Exercise requirements:
Your answer should be every line of the records that contains the word "happens", copied as it stands.

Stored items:
▶
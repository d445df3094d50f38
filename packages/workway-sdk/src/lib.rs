//! # Workway SDK
//!
//! The workflow authoring surface: everything a workflow developer writes
//! to describe a workflow, and everything the discovery service reads to
//! decide when to offer it.
//!
//! A definition couples three declarations:
//!
//! - **Outcome** — what the workflow achieves, named in the user's terms
//!   and framed in an outcome category.
//! - **Trigger** — how it runs once installed ([`Trigger::webhook`],
//!   [`Trigger::schedule`], [`Trigger::manual`], [`Trigger::poll`]).
//! - **Pathway** — when it should surface: integration pairs, discovery
//!   moments, smart defaults, essential fields, and the [`Zuhandenheit`]
//!   indicators.
//!
//! Definitions are plain serializable data. Validation happens in the
//! builders; nothing in this crate performs IO.

pub mod trigger;
pub mod workflow;

// Triggers and authoring errors
pub use trigger::{Result, SdkError, Trigger};

// Workflow definition and pathway types
pub use workflow::{
    DiscoveryMoment, DiscoveryPathway, DiscoveryTrigger, EssentialField, IntegrationId,
    IntegrationPair, OutcomeFrame, OutcomeMetadata, SmartDefault, WorkflowDefinition, WorkflowId,
    Zuhandenheit,
};
//! Closed error taxonomy for the Workway platform.
//!
//! Integration-layer failures are normalized into one [`ErrorCode`] at the
//! boundary where they occur — the HTTP status conversion lives in
//! [`WorkwayError::from_status`] and happens exactly once. Code above that
//! boundary branches on [`ErrorCode`] / [`ErrorCategory`] only, never on raw
//! status codes or provider-specific shapes.
//!
//! # The Taxonomy Rule
//!
//! > **Every code maps to exactly one category, one default retryability,
//! > and one default retry budget.**
//!
//! The mappings are pure total functions over the enum; overrides are
//! per-error construction context, never mutations of the defaults.
//!
//! # Example
//!
//! ```ignore
//! use workway_core::{ErrorCode, WorkwayError};
//!
//! let err = WorkwayError::new(ErrorCode::RateLimited, "zoom: too many requests")
//!     .with_status(429)
//!     .with_retry_after(std::time::Duration::from_secs(30));
//!
//! assert!(err.is_rate_limited());
//! assert!(err.is_retryable());
//! ```

use std::fmt;
use std::time::Duration;

use chrono::{DateTime, Utc};
use serde::ser::SerializeStruct;
use serde::{Deserialize, Serialize, Serializer};
use thiserror::Error;

use crate::correlation::CorrelationId;

/// Result type alias for Workway operations.
pub type Result<T> = std::result::Result<T, WorkwayError>;

// =============================================================================
// Error Codes
// =============================================================================

/// The closed set of Workway error codes.
///
/// New failure modes get a new variant here, plus rows in the category,
/// retryability, and user-message tables below. Nothing else in the platform
/// may invent codes.
#[derive(Debug, Clone, Copy, PartialEq, Eq, Hash, Serialize, Deserialize)]
#[serde(rename_all = "SCREAMING_SNAKE_CASE")]
pub enum ErrorCode {
    /// No credentials were supplied for an integration that needs them.
    AuthMissing,
    /// Credentials were valid once but have expired.
    AuthExpired,
    /// Credentials are present but rejected by the provider.
    AuthInvalid,
    /// Credentials lack a scope the operation requires.
    InsufficientScope,
    /// Provider rate limit hit.
    RateLimited,
    /// Plan or account quota exhausted.
    QuotaExceeded,
    /// Workflow or integration configuration is invalid.
    InvalidConfig,
    /// A required configuration field is absent.
    MissingField,
    /// Caller-supplied input failed validation at the boundary.
    InvalidInput,
    /// Generic provider API failure.
    Api,
    /// Resource does not exist.
    NotFound,
    /// Authenticated but not allowed.
    Permission,
    /// Concurrent modification or uniqueness conflict.
    Conflict,
    /// Storage layer failure.
    Database,
    /// Workflow step execution failure.
    Processing,
    /// AI model invocation failure.
    AiModel,
    /// Billing or payment failure.
    Payment,
    /// Domain validation failure inside a workflow.
    Validation,
    /// Connection-level network failure.
    Network,
    /// Provider is reachable but unhealthy (5xx upstream).
    ProviderDown,
    /// Operation exceeded its deadline.
    Timeout,
    /// Operation was cancelled by the caller.
    Cancelled,
    /// Anything that could not be classified.
    Unknown,
}

impl ErrorCode {
    /// Every code, for exhaustive handling and table-driven tests.
    pub const ALL: [ErrorCode; 23] = [
        ErrorCode::AuthMissing,
        ErrorCode::AuthExpired,
        ErrorCode::AuthInvalid,
        ErrorCode::InsufficientScope,
        ErrorCode::RateLimited,
        ErrorCode::QuotaExceeded,
        ErrorCode::InvalidConfig,
        ErrorCode::MissingField,
        ErrorCode::InvalidInput,
        ErrorCode::Api,
        ErrorCode::NotFound,
        ErrorCode::Permission,
        ErrorCode::Conflict,
        ErrorCode::Database,
        ErrorCode::Processing,
        ErrorCode::AiModel,
        ErrorCode::Payment,
        ErrorCode::Validation,
        ErrorCode::Network,
        ErrorCode::ProviderDown,
        ErrorCode::Timeout,
        ErrorCode::Cancelled,
        ErrorCode::Unknown,
    ];

    /// The category this code belongs to. Pure and total.
    pub fn category(self) -> ErrorCategory {
        match self {
            ErrorCode::AuthMissing
            | ErrorCode::AuthExpired
            | ErrorCode::AuthInvalid
            | ErrorCode::InsufficientScope => ErrorCategory::Authentication,
            ErrorCode::RateLimited | ErrorCode::QuotaExceeded => ErrorCategory::RateLimit,
            ErrorCode::InvalidConfig | ErrorCode::MissingField | ErrorCode::InvalidInput => {
                ErrorCategory::Configuration
            }
            ErrorCode::Api
            | ErrorCode::NotFound
            | ErrorCode::Permission
            | ErrorCode::Conflict
            | ErrorCode::Payment => ErrorCategory::Api,
            ErrorCode::Network | ErrorCode::ProviderDown | ErrorCode::Timeout => {
                ErrorCategory::Network
            }
            ErrorCode::Database
            | ErrorCode::Processing
            | ErrorCode::AiModel
            | ErrorCode::Validation
            | ErrorCode::Cancelled => ErrorCategory::Workflow,
            ErrorCode::Unknown => ErrorCategory::Unknown,
        }
    }

    /// Whether errors with this code are retried when no explicit override
    /// was given at construction.
    pub fn default_retryable(self) -> bool {
        matches!(
            self,
            ErrorCode::AuthExpired
                | ErrorCode::RateLimited
                | ErrorCode::Network
                | ErrorCode::ProviderDown
                | ErrorCode::Timeout
        )
    }

    /// Default retry budget for this code.
    ///
    /// Rate limits get a smaller budget: each retry burns quota at the
    /// provider, and the `Retry-After` hint already tells us when to come
    /// back.
    pub fn default_max_retries(self) -> u32 {
        match self {
            ErrorCode::RateLimited => 2,
            code if code.default_retryable() => 3,
            _ => 0,
        }
    }

    /// User-facing message for this code.
    ///
    /// Blocking codes carry a recovery step; everything else states what
    /// happened without internals.
    pub fn user_message(self) -> &'static str {
        match self {
            ErrorCode::AuthMissing => {
                "This workflow needs an integration connected. Connect it to continue."
            }
            ErrorCode::AuthExpired => {
                "Your connection to this integration expired. Reconnect it to continue."
            }
            ErrorCode::AuthInvalid => {
                "This integration rejected your credentials. Reconnect it to continue."
            }
            ErrorCode::InsufficientScope => {
                "This workflow needs additional permissions. Reconnect the integration and grant them."
            }
            ErrorCode::RateLimited => "An integration is busy right now. We'll retry shortly.",
            ErrorCode::QuotaExceeded => "An integration's usage limit was reached for this period.",
            ErrorCode::InvalidConfig => {
                "This workflow's configuration is invalid. Review its settings to continue."
            }
            ErrorCode::MissingField => {
                "A required setting is missing. Fill it in to continue."
            }
            ErrorCode::InvalidInput => "Some of the provided input was invalid.",
            ErrorCode::Api => "An integration returned an unexpected response.",
            ErrorCode::NotFound => "Something this workflow depends on no longer exists.",
            ErrorCode::Permission => "You don't have permission to do that.",
            ErrorCode::Conflict => "That change conflicted with another recent change.",
            ErrorCode::Database => "We couldn't save your data. Please try again.",
            ErrorCode::Processing => "A workflow step failed while running.",
            ErrorCode::AiModel => "The AI step couldn't complete. Please try again.",
            ErrorCode::Payment => {
                "A payment problem is blocking this workflow. Update your billing details to continue."
            }
            ErrorCode::Validation => "The workflow produced data that failed validation.",
            ErrorCode::Network => "We couldn't reach an integration. We'll retry automatically.",
            ErrorCode::ProviderDown => {
                "An integration's service is having trouble. We'll retry automatically."
            }
            ErrorCode::Timeout => "An integration took too long to respond. We'll retry automatically.",
            ErrorCode::Cancelled => "The operation was cancelled.",
            ErrorCode::Unknown => "Something unexpected went wrong.",
        }
    }
}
◀
Task answer:
//! Definitions are plain serializable data. Validation happens in the
//! [`WorkwayError::from_status`] and happens exactly once. Code above that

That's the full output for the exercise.